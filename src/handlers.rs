use crate::countdown::{classify_date, merge_events};
use crate::errors::AppError;
use crate::fetch;
use crate::models::{
    AddEventRequest, ContestStatusEntry, ContestStatusRequest, ContestStatusResponse,
    CountdownEntry, CountdownResponse, Event, FailedQuery, FailureRecord, RemoteEvent,
    ResetResponse,
};
use crate::state::AppState;
use crate::storage::{persist_data, FAILED_CACHE_LIMIT};
use crate::ui::render_index;
use axum::extract::{Path, Query, State};
use axum::response::Html;
use axum::Json;
use chrono::{Local, NaiveDate};
use std::collections::HashSet;
use tracing::warn;
use uuid::Uuid;

pub async fn index(State(state): State<AppState>) -> Html<String> {
    Html(render_index(&state.config.domains.join(", ")))
}

pub async fn get_countdown(
    State(state): State<AppState>,
) -> Result<Json<CountdownResponse>, AppError> {
    let today = Local::now().date_naive();

    // A broken fixed-event source degrades the payload with a message;
    // custom events still render.
    let (fixed, fixed_error) = match state.config.events_url.as_deref() {
        Some(url) => match fetch::fetch_fixed_events(&state.client, url).await {
            Ok(remote) => (fixed_events(remote), None),
            Err(err) => {
                warn!("fixed event fetch failed: {err}");
                (Vec::new(), Some(err.to_string()))
            }
        },
        None => (Vec::new(), None),
    };

    let custom = state.data.lock().await.custom_events.clone();
    let events = merge_events(fixed, custom)
        .into_iter()
        .map(|event| {
            let countdown = classify_date(&event.date, today);
            CountdownEntry {
                id: event.id,
                name: event.name,
                date: event.date,
                remark: event.remark,
                is_fixed: event.is_fixed,
                days_remaining: countdown.days_remaining,
                is_past: countdown.is_past,
                tier: countdown.tier,
            }
        })
        .collect();

    Ok(Json(CountdownResponse { events, fixed_error }))
}

pub async fn add_event(
    State(state): State<AppState>,
    Json(payload): Json<AddEventRequest>,
) -> Result<Json<Vec<Event>>, AppError> {
    let name = payload.name.trim();
    if name.is_empty() {
        return Err(AppError::bad_request("event name must not be empty"));
    }
    let date = payload.date.trim();
    if NaiveDate::parse_from_str(date, "%Y-%m-%d").is_err() {
        return Err(AppError::bad_request("event date must be YYYY-MM-DD"));
    }

    let event = Event {
        id: Uuid::new_v4().to_string(),
        name: name.to_string(),
        date: date.to_string(),
        remark: payload
            .remark
            .map(|remark| remark.trim().to_string())
            .filter(|remark| !remark.is_empty()),
        is_fixed: false,
    };

    let mut data = state.data.lock().await;
    data.custom_events.push(event);
    persist_data(&state.config.data_path, &data).await?;
    Ok(Json(data.custom_events.clone()))
}

pub async fn delete_event(
    State(state): State<AppState>,
    Path(id): Path<String>,
) -> Result<Json<Vec<Event>>, AppError> {
    let mut data = state.data.lock().await;
    let position = data
        .custom_events
        .iter()
        .position(|event| event.id == id)
        .ok_or_else(|| AppError::not_found(format!("no custom event with id {id}")))?;
    data.custom_events.remove(position);
    persist_data(&state.config.data_path, &data).await?;
    Ok(Json(data.custom_events.clone()))
}

pub async fn get_failed(
    State(state): State<AppState>,
    Query(query): Query<FailedQuery>,
) -> Result<Json<Vec<FailureRecord>>, AppError> {
    let limit = query.limit.unwrap_or(5).clamp(1, FAILED_CACHE_LIMIT);
    let mut records = fetch::crawl_failures(
        &state.client,
        &state.config.domains,
        &state.config.users,
        FAILED_CACHE_LIMIT,
    )
    .await;

    {
        let mut data = state.data.lock().await;
        data.failed_cache = records.clone();
        persist_data(&state.config.data_path, &data).await?;
    }

    records.truncate(limit);
    Ok(Json(records))
}

pub async fn get_failed_cached(
    State(state): State<AppState>,
) -> Result<Json<Vec<FailureRecord>>, AppError> {
    let data = state.data.lock().await;
    Ok(Json(data.failed_cache.clone()))
}

pub async fn contests_status(
    State(state): State<AppState>,
    Json(payload): Json<ContestStatusRequest>,
) -> Json<ContestStatusResponse> {
    let mut contests = Vec::with_capacity(payload.links.len());
    let mut seen = HashSet::new();

    for link in payload.links {
        let link = link.trim().trim_end_matches('/').to_string();
        if link.is_empty() || !seen.insert(link.clone()) {
            continue;
        }

        if let Some(dots) = state.contest_cache.lock().await.get(&link).cloned() {
            contests.push(ContestStatusEntry {
                link,
                dots,
                error: None,
            });
            continue;
        }

        match fetch::fetch_contest_dots(&state.client, &link).await {
            Ok(dots) => {
                state
                    .contest_cache
                    .lock()
                    .await
                    .insert(link.clone(), dots.clone());
                contests.push(ContestStatusEntry {
                    link,
                    dots,
                    error: None,
                });
            }
            Err(err) => {
                warn!("contest status fetch for {link} failed: {err}");
                contests.push(ContestStatusEntry {
                    link,
                    dots: Vec::new(),
                    error: Some(err.to_string()),
                });
            }
        }
    }

    Json(ContestStatusResponse { contests })
}

pub async fn contests_reset(State(state): State<AppState>) -> Json<ResetResponse> {
    let mut cache = state.contest_cache.lock().await;
    let cleared = cache.len();
    cache.clear();
    Json(ResetResponse { cleared })
}

fn fixed_events(remote: Vec<RemoteEvent>) -> Vec<Event> {
    remote
        .into_iter()
        .enumerate()
        .map(|(index, event)| Event {
            id: format!("fixed-{index}"),
            name: event.name,
            date: event.date,
            remark: event.remark,
            is_fixed: true,
        })
        .collect()
}
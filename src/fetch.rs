use crate::errors::FetchError;
use crate::models::{Attempt, FailureRecord, ProblemDot, RemoteEvent};
use crate::parse;
use crate::reduce;
use reqwest::Client;
use tokio::sync::mpsc;
use tracing::warn;

/// Fetch the authoritative fixed-event list (a JSON array of
/// `{name, date, remark?}`). Transport and parse failures surface to the
/// caller; the countdown still renders custom events without them.
pub async fn fetch_fixed_events(client: &Client, url: &str) -> Result<Vec<RemoteEvent>, FetchError> {
    let response = client.get(url).send().await.map_err(FetchError::transport)?;
    let status = response.status();
    if !status.is_success() {
        return Err(FetchError::bad_status(status));
    }
    let body = response.text().await.map_err(FetchError::transport)?;
    serde_json::from_str(&body).map_err(|err| FetchError::parse(format!("fixed event list: {err}")))
}

/// Fetch and parse one identity's submission history on one partition.
pub async fn fetch_attempts(
    client: &Client,
    domain: &str,
    user: &str,
) -> Result<Vec<Attempt>, FetchError> {
    let response = client
        .get(format!("{domain}/record"))
        .query(&[("uidOrName", user)])
        .send()
        .await
        .map_err(FetchError::transport)?;
    let status = response.status();
    if !status.is_success() {
        return Err(FetchError::bad_status(status));
    }
    let body = response.text().await.map_err(FetchError::transport)?;
    Ok(parse::parse_record_rows(&body))
}

/// Fetch and parse the correction-status dots of one contest.
pub async fn fetch_contest_dots(client: &Client, link: &str) -> Result<Vec<ProblemDot>, FetchError> {
    let response = client
        .get(format!("{}/problems", link.trim_end_matches('/')))
        .send()
        .await
        .map_err(FetchError::transport)?;
    let status = response.status();
    if !status.is_success() {
        return Err(FetchError::bad_status(status));
    }
    let body = response.text().await.map_err(FetchError::transport)?;
    Ok(parse::parse_contest_dots(&body))
}

/// Fan out one record fetch per (identity, partition) pair, reduce each
/// source independently, then merge newest-first and truncate to `limit`.
///
/// The aggregate joins on a count of completed pairs, not on an
/// all-or-nothing future: a failed pair logs a warning and contributes an
/// empty source, so it can never stall or poison the merge. Zero pairs
/// resolve immediately with no request issued.
pub async fn crawl_failures(
    client: &Client,
    domains: &[String],
    users: &[String],
    limit: usize,
) -> Vec<FailureRecord> {
    let pairs: Vec<(String, String)> = domains
        .iter()
        .flat_map(|domain| users.iter().map(move |user| (domain.clone(), user.clone())))
        .collect();
    let total = pairs.len();
    if total == 0 {
        return Vec::new();
    }

    let (tx, mut rx) = mpsc::channel::<Vec<FailureRecord>>(total);
    for (domain, user) in pairs {
        let client = client.clone();
        let tx = tx.clone();
        tokio::spawn(async move {
            let reduced = match fetch_attempts(&client, &domain, &user).await {
                Ok(attempts) => reduce::reduce_attempts(attempts),
                Err(err) => {
                    warn!("record fetch for {user} on {domain} failed: {err}");
                    Vec::new()
                }
            };
            let _ = tx.send(reduced).await;
        });
    }
    drop(tx);

    let mut sources = Vec::with_capacity(total);
    let mut finished = 0;
    while let Some(reduced) = rx.recv().await {
        sources.push(reduced);
        finished += 1;
        if finished == total {
            break;
        }
    }

    reduce::merge_failures(sources, limit)
}
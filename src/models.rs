use crate::countdown::Tier;
use serde::{Deserialize, Serialize};

/// One submission-history row: one problem, one identity, one outcome.
#[derive(Debug, Clone, Serialize, Deserialize)]
pub struct Attempt {
    pub problem_id: String,
    pub problem_name: String,
    pub passed: bool,
    /// Epoch milliseconds, `None` when the row carried no parsable time.
    pub timestamp: Option<i64>,
    pub status_text: String,
    pub url: String,
    pub submit_time_label: String,
}

/// The most recent attempt for a problem that has no passing attempt.
#[derive(Debug, Clone, Serialize, Deserialize)]
pub struct FailureRecord {
    pub problem_id: String,
    pub problem_name: String,
    pub status_text: String,
    pub url: String,
    pub submit_time_label: String,
    pub timestamp: Option<i64>,
}

impl From<Attempt> for FailureRecord {
    fn from(attempt: Attempt) -> Self {
        Self {
            problem_id: attempt.problem_id,
            problem_name: attempt.problem_name,
            status_text: attempt.status_text,
            url: attempt.url,
            submit_time_label: attempt.submit_time_label,
            timestamp: attempt.timestamp,
        }
    }
}

/// A countdown target. Fixed events come from the remote list and are not
/// editable; custom events are user-created and deletable by `id`.
#[derive(Debug, Clone, Serialize, Deserialize)]
pub struct Event {
    pub id: String,
    pub name: String,
    /// Calendar date, `YYYY-MM-DD`.
    pub date: String,
    #[serde(default, skip_serializing_if = "Option::is_none")]
    pub remark: Option<String>,
    pub is_fixed: bool,
}

/// Shape of one entry in the remote fixed-event JSON list.
#[derive(Debug, Clone, Deserialize)]
pub struct RemoteEvent {
    pub name: String,
    pub date: String,
    #[serde(default)]
    pub remark: Option<String>,
}

/// One status cell from a contest problems page.
#[derive(Debug, Clone, PartialEq, Eq, Serialize, Deserialize)]
pub struct ProblemDot {
    pub passed: bool,
    pub score: String,
    pub status: String,
}

/// Durable local state, stored as one JSON blob and rewritten wholesale.
#[derive(Debug, Clone, Serialize, Deserialize, Default)]
pub struct StoredData {
    #[serde(default)]
    pub custom_events: Vec<Event>,
    #[serde(default)]
    pub failed_cache: Vec<FailureRecord>,
}

#[derive(Debug, Deserialize)]
pub struct AddEventRequest {
    pub name: String,
    pub date: String,
    #[serde(default)]
    pub remark: Option<String>,
}

#[derive(Debug, Serialize, Deserialize)]
pub struct CountdownEntry {
    pub id: String,
    pub name: String,
    pub date: String,
    #[serde(default, skip_serializing_if = "Option::is_none")]
    pub remark: Option<String>,
    pub is_fixed: bool,
    pub days_remaining: i64,
    pub is_past: bool,
    pub tier: Tier,
}

#[derive(Debug, Serialize, Deserialize)]
pub struct CountdownResponse {
    pub events: Vec<CountdownEntry>,
    /// Reason the remote fixed-event list could not be loaded; custom
    /// events are still present when this is set.
    #[serde(default)]
    pub fixed_error: Option<String>,
}

#[derive(Debug, Deserialize)]
pub struct FailedQuery {
    pub limit: Option<usize>,
}

#[derive(Debug, Deserialize)]
pub struct ContestStatusRequest {
    pub links: Vec<String>,
}

#[derive(Debug, Serialize, Deserialize)]
pub struct ContestStatusEntry {
    pub link: String,
    pub dots: Vec<ProblemDot>,
    #[serde(default, skip_serializing_if = "Option::is_none")]
    pub error: Option<String>,
}

#[derive(Debug, Serialize, Deserialize)]
pub struct ContestStatusResponse {
    pub contests: Vec<ContestStatusEntry>,
}

#[derive(Debug, Serialize, Deserialize)]
pub struct ResetResponse {
    pub cleared: usize,
}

* [The problem] Report every line in the data above in which the word "NaiveDate" appears.

* [Answer space]
use chrono::{Local, NaiveDate};
    if NaiveDate::parse_from_str(date, "%Y-%m-%d").is_err() {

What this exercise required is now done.